Bagikan:

Jakarta - Menteri Koordinator Bidang Hukum, Hak Asasi Manusia, Imigrasi, dan Pemasyarakatan (Menko Kumham Imipas) Yusril Ihza Mahendra sebut belum ditemukan alasan hukum untuk melibatkan hakim ad hoc dalam penanganan perkara Andrie Yunus karena belum ada unsur koneksitas antara tindak pidana militer dan sipil.

Hal tersebut disampaikan Yusril kepada wartawan di Kompleks Istana Kepresidenan, Jakarta, Senin, 27 April. Kasus penyiraman air keras terhadap aktivis KontraS Andrie Yunus semakin menjadi perhatian publik.

Sebab, kasus tersebut kini dilimpahkan ke Pusat Polisi Militer (Puspom) TNI lantaran tersangka merupakan anggota TNI aktif. Sebelumnya, penyelidikan dilakukan pihak Polri.

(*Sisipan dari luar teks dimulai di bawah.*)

//! Random values, token hashing and client/owner secret hashing.

use argon2::password_hash::{PasswordHash, PasswordHasher, PasswordVerifier, SaltString};
use argon2::Argon2;
use base64::Engine;
use sha2::{Digest, Sha256};
use subtle::ConstantTimeEq;

/// Generate a cryptographically secure random string
pub fn generate_random_string(len: usize) -> String {
    use rand::Rng;
    const CHARSET: &[u8] = b"ABCDEFGHIJKLMNOPQRSTUVWXYZabcdefghijklmnopqrstuvwxyz0123456789";
    let mut rng = rand::rng();
    (0..len)
        .map(|_| {
            let idx = rng.random_range(0..CHARSET.len());
            CHARSET[idx] as char
        })
        .collect()
}

/// Hash a token/code for storage (we don't store raw tokens)
pub fn hash_token(token: &str) -> String {
    base64url_sha256(token.as_bytes())
}

pub(crate) fn base64url_sha256(input: &[u8]) -> String {
    let digest = Sha256::digest(input);
    base64::engine::general_purpose::URL_SAFE_NO_PAD.encode(digest)
}

/// Salted argon2 hash of a client secret or owner password, as a PHC string.
pub fn hash_secret(secret: &str) -> Result<String, argon2::password_hash::Error> {
    let salt = SaltString::encode_b64(&rand::random::<[u8; 16]>())?;
    Ok(Argon2::default()
        .hash_password(secret.as_bytes(), &salt)?
        .to_string())
}

/// Check a presented secret against a stored PHC hash.
///
/// Malformed hashes never verify.
pub fn verify_secret(secret: &str, stored_hash: &str) -> bool {
    match PasswordHash::new(stored_hash) {
        Ok(hash) => Argon2::default()
            .verify_password(secret.as_bytes(), &hash)
            .is_ok(),
        Err(_) => false,
    }
}

pub(crate) fn constant_time_eq(a: &str, b: &str) -> bool {
    a.as_bytes().ct_eq(b.as_bytes()).into()
}
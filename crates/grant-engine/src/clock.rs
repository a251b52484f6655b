//! Time source for expiry computation.
//!
//! Expiry is stamped at mint time from the clock and checked against it on
//! every validation, so tests can step over exact expiry boundaries.

use std::sync::Mutex;

use chrono::{DateTime, Duration, Utc};

pub trait Clock: Send + Sync {
    fn now(&self) -> DateTime<Utc>;
}

/// Wall clock.
#[derive(Debug, Default, Clone, Copy)]
pub struct SystemClock;

impl Clock for SystemClock {
    fn now(&self) -> DateTime<Utc> {
        Utc::now()
    }
}

/// Clock that only moves when told to.
#[derive(Debug)]
pub struct ManualClock {
    now: Mutex<DateTime<Utc>>,
}

impl ManualClock {
    pub fn new(start: DateTime<Utc>) -> Self {
        Self {
            now: Mutex::new(start),
        }
    }

    pub fn set(&self, at: DateTime<Utc>) {
        *self.now.lock().unwrap_or_else(|e| e.into_inner()) = at;
    }

    pub fn advance(&self, by: Duration) {
        let mut now = self.now.lock().unwrap_or_else(|e| e.into_inner());
        *now += by;
    }
}

impl Clock for ManualClock {
    fn now(&self) -> DateTime<Utc> {
        *self.now.lock().unwrap_or_else(|e| e.into_inner())
    }
}

#[cfg(test)]
mod tests {
    use super::*;

    #[test]
    fn test_manual_clock_advances() {
        let start = Utc::now();
        let clock = ManualClock::new(start);
        clock.advance(Duration::seconds(30));
        assert_eq!(clock.now(), start + Duration::seconds(30));
        clock.set(start);
        assert_eq!(clock.now(), start);
    }
}
//! Shared fixtures for grant-engine integration tests.

#![allow(dead_code)]

use std::sync::Arc;

use chrono::Utc;
use grant_engine::secret::hash_secret;
use grant_engine::{
    AuthorizationRequest, AuthorizationResponse, AuthorizeError, ClientCredentials, ClientType,
    EngineConfig, GrantEngine, GrantType, ManualClock, NewApplication, OwnerRecord, Registration,
    ResourceOwner, ScopeSet, StaticKeySource, StaticOwnerDirectory, Storage, TokenRequest,
    TokenResponse,
};

pub const REDIRECT_URI: &str = "http://example.com/cb";
pub const VERIFIER: &str = "dBjftJeZ4CVP-mB92K27uhbUJU1p1r_wW1gFWFOEjXk";
pub const CHALLENGE: &str = "E9Melhoa2OwvFrEMTJguCHaoeK1t8URWbuGJSstw-cM";
pub const RSA_PRIVATE: &[u8] = include_bytes!("../fixtures/rsa_private.pem");
pub const RSA_PUBLIC: &[u8] = include_bytes!("../fixtures/rsa_public.pem");

/// Engine wired to an in-memory store, a manual clock and one owner.
pub struct Harness {
    pub engine: GrantEngine,
    pub clock: Arc<ManualClock>,
    pub owner: ResourceOwner,
}

impl Harness {
    pub fn new() -> Self {
        Self::with(EngineConfig::default(), StaticKeySource::new())
    }

    pub fn with(config: EngineConfig, keys: StaticKeySource) -> Self {
        let owner = ResourceOwner {
            id: "1".into(),
            username: "foo_user".into(),
            is_admin: false,
        };
        let owners = StaticOwnerDirectory::new([OwnerRecord {
            owner: owner.clone(),
            password_hash: Some(hash_secret("123456").unwrap()),
        }]);
        let clock = Arc::new(ManualClock::new(Utc::now()));
        let engine = GrantEngine::with_clock(
            config,
            Arc::new(Storage::in_memory()),
            Arc::new(owners),
            Arc::new(keys),
            clock.clone(),
        );
        Self {
            engine,
            clock,
            owner,
        }
    }

    pub async fn register(&self, new: NewApplication) -> Registration {
        self.engine
            .registry()
            .create(&self.owner, new)
            .await
            .expect("registration failed")
    }

    /// Validate and approve in one go.
    pub async fn authorize(
        &self,
        request: AuthorizationRequest,
    ) -> Result<AuthorizationResponse, AuthorizeError> {
        let pending = self.engine.validate_authorization(&request).await?;
        self.engine.approve(pending, &self.owner).await
    }

    /// Run the code flow up to the token response.
    pub async fn code_flow(
        &self,
        registration: &Registration,
        scope: &str,
    ) -> TokenResponse {
        let response = self
            .authorize(code_request(&registration.application.client_id, scope))
            .await
            .expect("authorization failed");
        let code = response.get("code").expect("no code").to_string();
        self.engine
            .token(&credentials(registration), &code_exchange(&code))
            .await
            .expect("code exchange failed")
    }
}

pub fn application(
    client_type: ClientType,
    grant_type: GrantType,
) -> NewApplication {
    NewApplication {
        client_id: None,
        name: "test app".into(),
        client_secret: None,
        client_type,
        authorization_grant_type: grant_type,
        redirect_uris: vec![REDIRECT_URI.into()],
        post_logout_redirect_uris: vec![],
        algorithm: Default::default(),
        allowed_scopes: ScopeSet::new(),
        metadata: Default::default(),
    }
}

pub fn credentials(registration: &Registration) -> ClientCredentials {
    match &registration.client_secret {
        Some(secret) => ClientCredentials::basic(&registration.application.client_id, secret),
        None => ClientCredentials::public(&registration.application.client_id),
    }
}

pub fn code_request(client_id: &str, scope: &str) -> AuthorizationRequest {
    AuthorizationRequest {
        response_type: "code".into(),
        client_id: client_id.into(),
        redirect_uri: Some(REDIRECT_URI.into()),
        scope: Some(scope.into()),
        state: Some("xyz".into()),
        ..Default::default()
    }
}

pub fn code_exchange(code: &str) -> TokenRequest {
    TokenRequest {
        grant_type: "authorization_code".into(),
        code: Some(code.into()),
        redirect_uri: Some(REDIRECT_URI.into()),
        ..Default::default()
    }
}

pub fn refresh_request(refresh_token: &str) -> TokenRequest {
    TokenRequest {
        grant_type: "refresh_token".into(),
        refresh_token: Some(refresh_token.into()),
        ..Default::default()
    }
}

Sejumlah pihak kemudian meminta untuk menghadirkan hakim ad hoc lantara korbannya adalah masyarakat sipil.

Menurut Yusril, sampai saat ini penyelidikan polisi belum menetapkan tersangka dari kalangan sipil, sehingga tidak bisa serta merta dihadirkan hakim ad hoc. Yusril menjelaskan konsep koneksitas dalam hukum pidana yakni adanya keterkaitan perkara jika pelakunya campuran antara anggota TNI dan warga sipil. Yusril menambahkan bahwa ranah pengadilan yang menangani perkara belum dapat diubah lewat alasan kerugian korban sipil.

Menurut Yusril, Undang-Undang Peradilan Militer masih berlaku dan menentukan bahwa subyek pelakunya anggota TNI dan kasus diadili di peradilan militer, terlepas pada jenis tindak pidana atau siapa yang dirugikan. Yusril mengingat kembali proses legislasi yang pernah dilakukannya, termasuk pembuatan Undang-Undang TNI pada 2004, namun menyatakan ketentuan peradilan militer yang mengatur sampai sekarang belum diamandemen.

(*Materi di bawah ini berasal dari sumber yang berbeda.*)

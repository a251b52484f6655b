//! Resource owner identity from the fronting proxy
//!
//! Login and sessions live in front of this service; the proxy forwards the
//! authenticated owner id in a trusted header (`owner_header` in config).

use std::sync::Arc;

use axum::{
    extract::FromRequestParts,
    http::{request::Parts, StatusCode},
    response::{IntoResponse, Response},
    Json,
};
use grant_engine::ResourceOwner;

use super::error::{ErrorBody, OAuthRejection};
use crate::AppState;

/// The authenticated resource owner making this request
pub struct AuthenticatedOwner(pub ResourceOwner);

impl FromRequestParts<Arc<AppState>> for AuthenticatedOwner {
    type Rejection = Response;

    async fn from_request_parts(
        parts: &mut Parts,
        state: &Arc<AppState>,
    ) -> Result<Self, Self::Rejection> {
        let Some(owner_id) = parts
            .headers
            .get(state.owner_header.as_str())
            .and_then(|v| v.to_str().ok())
            .map(str::trim)
            .filter(|v| !v.is_empty())
        else {
            tracing::debug!("Request without {} header", state.owner_header);
            return Err(unauthenticated());
        };

        match state.engine.resolve_owner(owner_id).await {
            Ok(Some(owner)) => Ok(AuthenticatedOwner(owner)),
            Ok(None) => {
                tracing::warn!("Unknown resource owner {} in {} header", owner_id, state.owner_header);
                Err(unauthenticated())
            }
            Err(e) => Err(OAuthRejection(e).into_response()),
        }
    }
}

fn unauthenticated() -> Response {
    (
        StatusCode::UNAUTHORIZED,
        Json(ErrorBody {
            error: "login_required".to_string(),
            error_description: Some("resource owner is not authenticated".to_string()),
        }),
    )
        .into_response()
}
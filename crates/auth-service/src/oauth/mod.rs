//! OAuth 2.0 HTTP surface over the grant engine
//!
//! Implements:
//! - RFC 8414: OAuth 2.0 Authorization Server Metadata
//! - RFC 7591-style client registration plus owner-scoped management
//! - RFC 6749 authorization and token endpoints, with RFC 7636 PKCE
//! - RFC 7009 revocation and RFC 7662 introspection

pub mod applications;
pub mod authorize;
pub mod client_auth;
pub mod error;
pub mod introspect;
pub mod metadata;
pub mod owner;
pub mod revoke;
pub mod token;
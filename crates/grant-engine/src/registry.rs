//! Application Registry
//!
//! Owns registration and owner-scoped management of client applications.
//! Visibility is a filter applied here, so every transport gets the same
//! rule: owners see and change only their own applications, administrators
//! see everything, and anyone else gets `NotFound`.

use std::collections::HashSet;
use std::sync::Arc;

use url::Url;

use crate::application::{
    Algorithm, Application, ApplicationPatch, ClientType, NewApplication,
};
use crate::clock::Clock;
use crate::config::EngineConfig;
use crate::error::{RegistryError, StoreError};
use crate::events::{AuditEvent, EventBus};
use crate::owner::ResourceOwner;
use crate::secret::{generate_random_string, hash_secret};
use crate::store::Store;

/// A created or updated application, with the plaintext secret when one was
/// just set. The secret is not retrievable afterwards.
#[derive(Debug, Clone)]
pub struct Registration {
    pub application: Application,
    pub client_secret: Option<String>,
}

pub struct Registry {
    store: Arc<dyn Store>,
    config: Arc<EngineConfig>,
    events: Arc<EventBus>,
    clock: Arc<dyn Clock>,
}

impl Registry {
    pub fn new(
        store: Arc<dyn Store>,
        config: Arc<EngineConfig>,
        events: Arc<EventBus>,
        clock: Arc<dyn Clock>,
    ) -> Self {
        Self {
            store,
            config,
            events,
            clock,
        }
    }

    /// Unscoped lookup used by the grant flows.
    pub async fn lookup(&self, client_id: &str) -> Result<Application, RegistryError> {
        self.store
            .get_application(client_id)
            .await?
            .ok_or_else(|| RegistryError::NotFound(client_id.to_string()))
    }

    pub async fn create(
        &self,
        owner: &ResourceOwner,
        request: NewApplication,
    ) -> Result<Registration, RegistryError> {
        let client_id = match request.client_id {
            Some(id) => id,
            None => format!("client_{}", generate_random_string(24)),
        };

        let client_secret = match request.client_type {
            ClientType::Confidential => Some(
                request.client_secret
                    .filter(|s| !s.is_empty())
                    .unwrap_or_else(|| generate_random_string(48)),
            ),
            ClientType::Public => {
                if request.client_secret.as_deref().is_some_and(|s| !s.is_empty()) {
                    return Err(RegistryError::UnexpectedSecret);
                }
                None
            }
        };

        let now = self.clock.now();
        let application = Application {
            client_id,
            name: request.name,
            secret_hash: client_secret.as_deref().map(hash).transpose()?,
            client_type: request.client_type,
            authorization_grant_type: request.authorization_grant_type,
            redirect_uris: dedupe(request.redirect_uris),
            post_logout_redirect_uris: dedupe(request.post_logout_redirect_uris),
            algorithm: request.algorithm,
            owner: owner.id.clone(),
            allowed_scopes: request.allowed_scopes,
            metadata: request.metadata,
            created_at: now,
            updated_at: now,
        };
        self.validate(&application)?;

        self.store
            .insert_application(application.clone())
            .await
            .map_err(|e| match e {
                StoreError::Conflict(id) => RegistryError::DuplicateClientId(id),
                other => other.into(),
            })?;

        tracing::info!(
            "Registered application {} ({:?}) for owner {}",
            application.client_id,
            application.name,
            owner.id
        );
        self.events.emit(AuditEvent::ApplicationRegistered {
            client_id: application.client_id.clone(),
            owner: owner.id.clone(),
        });

        Ok(Registration {
            application,
            client_secret,
        })
    }

    /// Applications registered by `owner`
    pub async fn list(&self, owner: &ResourceOwner) -> Result<Vec<Application>, RegistryError> {
        Ok(self.store.list_applications(&owner.id).await?)
    }

    /// Owner-scoped lookup.
    pub async fn get(
        &self,
        viewer: &ResourceOwner,
        client_id: &str,
    ) -> Result<Application, RegistryError> {
        let application = self.lookup(client_id).await?;
        if application.owner == viewer.id || viewer.is_admin {
            Ok(application)
        } else {
            tracing::debug!(
                "Owner {} asked for application {} it does not own",
                viewer.id,
                client_id
            );
            Err(RegistryError::NotFound(client_id.to_string()))
        }
    }

    pub async fn update(
        &self,
        actor: &ResourceOwner,
        client_id: &str,
        patch: ApplicationPatch,
    ) -> Result<Registration, RegistryError> {
        let current = self.get(actor, client_id).await?;
        let mut updated = current.clone();

        if let Some(id) = patch.client_id {
            updated.client_id = id;
        }
        if let Some(name) = patch.name {
            updated.name = name;
        }
        if let Some(uris) = patch.redirect_uris {
            updated.redirect_uris = dedupe(uris);
        }
        if let Some(uris) = patch.post_logout_redirect_uris {
            updated.post_logout_redirect_uris = dedupe(uris);
        }
        if let Some(grant_type) = patch.authorization_grant_type {
            updated.authorization_grant_type = grant_type;
        }
        if let Some(algorithm) = patch.algorithm {
            updated.algorithm = algorithm;
        }
        if let Some(scopes) = patch.allowed_scopes {
            updated.allowed_scopes = scopes;
        }
        if let Some(metadata) = patch.metadata {
            updated.metadata = metadata;
        }
        if let Some(client_type) = patch.client_type {
            updated.client_type = client_type;
        }

        let new_secret = patch.client_secret.filter(|s| !s.is_empty());
        let client_secret = match updated.client_type {
            ClientType::Confidential => match (new_secret, &current.secret_hash) {
                (Some(secret), _) => Some(secret),
                (None, None) => Some(generate_random_string(48)),
                (None, Some(_)) => None,
            },
            ClientType::Public => {
                if new_secret.is_some() {
                    return Err(RegistryError::UnexpectedSecret);
                }
                updated.secret_hash = None;
                None
            }
        };
        if let Some(secret) = &client_secret {
            updated.secret_hash = Some(hash(secret)?);
        }

        updated.updated_at = self.clock.now();
        self.validate(&updated)?;

        self.store
            .replace_application(client_id, updated.clone())
            .await
            .map_err(|e| match e {
                StoreError::Conflict(id) => RegistryError::DuplicateClientId(id),
                StoreError::NotFound(id) => RegistryError::NotFound(id),
                other => other.into(),
            })?;

        tracing::info!("Updated application {} (was {})", updated.client_id, client_id);
        self.events.emit(AuditEvent::ApplicationUpdated {
            client_id: updated.client_id.clone(),
            actor: actor.id.clone(),
        });

        Ok(Registration {
            application: updated,
            client_secret,
        })
    }

    /// Delete an application together with its outstanding codes and tokens.
    pub async fn delete(&self, actor: &ResourceOwner, client_id: &str) -> Result<(), RegistryError> {
        self.get(actor, client_id).await?;
        if !self.store.remove_application(client_id).await? {
            return Err(RegistryError::NotFound(client_id.to_string()));
        }
        tracing::info!("Deleted application {}", client_id);
        self.events.emit(AuditEvent::ApplicationDeleted {
            client_id: client_id.to_string(),
            actor: actor.id.clone(),
        });
        Ok(())
    }

    fn validate(&self, application: &Application) -> Result<(), RegistryError> {
        if application.client_id.is_empty()
            || application.client_id.chars().any(char::is_whitespace)
        {
            return Err(RegistryError::InvalidMetadata(
                "client_id must be non-empty and contain no whitespace".to_string(),
            ));
        }

        match (application.client_type, &application.secret_hash) {
            (ClientType::Confidential, None) => {
                return Err(RegistryError::InvalidMetadata(
                    "confidential clients require a secret".to_string(),
                ));
            }
            (ClientType::Public, Some(_)) => return Err(RegistryError::UnexpectedSecret),
            _ => {}
        }

        for uri in application
            .redirect_uris
            .iter()
            .chain(&application.post_logout_redirect_uris)
        {
            self.check_redirect_uri(uri)?;
        }

        if application.authorization_grant_type.uses_authorization_endpoint()
            && application.redirect_uris.is_empty()
        {
            return Err(RegistryError::InvalidRedirectUri(format!(
                "grant type {} requires at least one redirect URI",
                application.authorization_grant_type
            )));
        }

        if application.algorithm == Algorithm::Hs256
            && application.client_type == ClientType::Public
        {
            return Err(RegistryError::InvalidMetadata(
                "HS256 needs a client secret; public clients must use RS256".to_string(),
            ));
        }

        let unknown: Vec<&str> = application
            .allowed_scopes
            .iter()
            .filter(|s| !self.config.scopes.contains_key(*s))
            .collect();
        if !unknown.is_empty() {
            return Err(RegistryError::InvalidMetadata(format!(
                "unknown scopes: {}",
                unknown.join(" ")
            )));
        }

        self.config.application_model.check(application)
    }

    /// Absolute, allowed scheme, no fragment.
    fn check_redirect_uri(&self, uri: &str) -> Result<(), RegistryError> {
        let parsed = Url::parse(uri)
            .map_err(|e| RegistryError::InvalidRedirectUri(format!("{}: {}", uri, e)))?;

        if !self
            .config
            .allowed_redirect_uri_schemes
            .iter()
            .any(|s| s == parsed.scheme())
        {
            return Err(RegistryError::InvalidRedirectUri(format!(
                "{}: scheme {} is not allowed",
                uri,
                parsed.scheme()
            )));
        }
        if parsed.fragment().is_some() {
            return Err(RegistryError::InvalidRedirectUri(format!(
                "{}: fragments are not allowed",
                uri
            )));
        }
        Ok(())
    }
}

fn hash(secret: &str) -> Result<String, RegistryError> {
    hash_secret(secret).map_err(|e| RegistryError::Hashing(e.to_string()))
}

/// Keep first occurrence order.
fn dedupe(uris: Vec<String>) -> Vec<String> {
    let mut seen = HashSet::new();
    uris.into_iter()
        .map(|u| u.trim().to_string())
        .filter(|u| !u.is_empty() && seen.insert(u.clone()))
        .collect()
}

Mengenai upaya uji materiil ke Mahkamah Konstitusi atau inisiatif pemerintah untuk merevisi Undang-Undang Peradilan Militer, Yusril menyatakan pemerintah belum mengambil inisiatif formal. Namun Yusril membuka ruang bagi warga yang berminat menguji undang-undang tersebut di Mahkamah Konstitusi.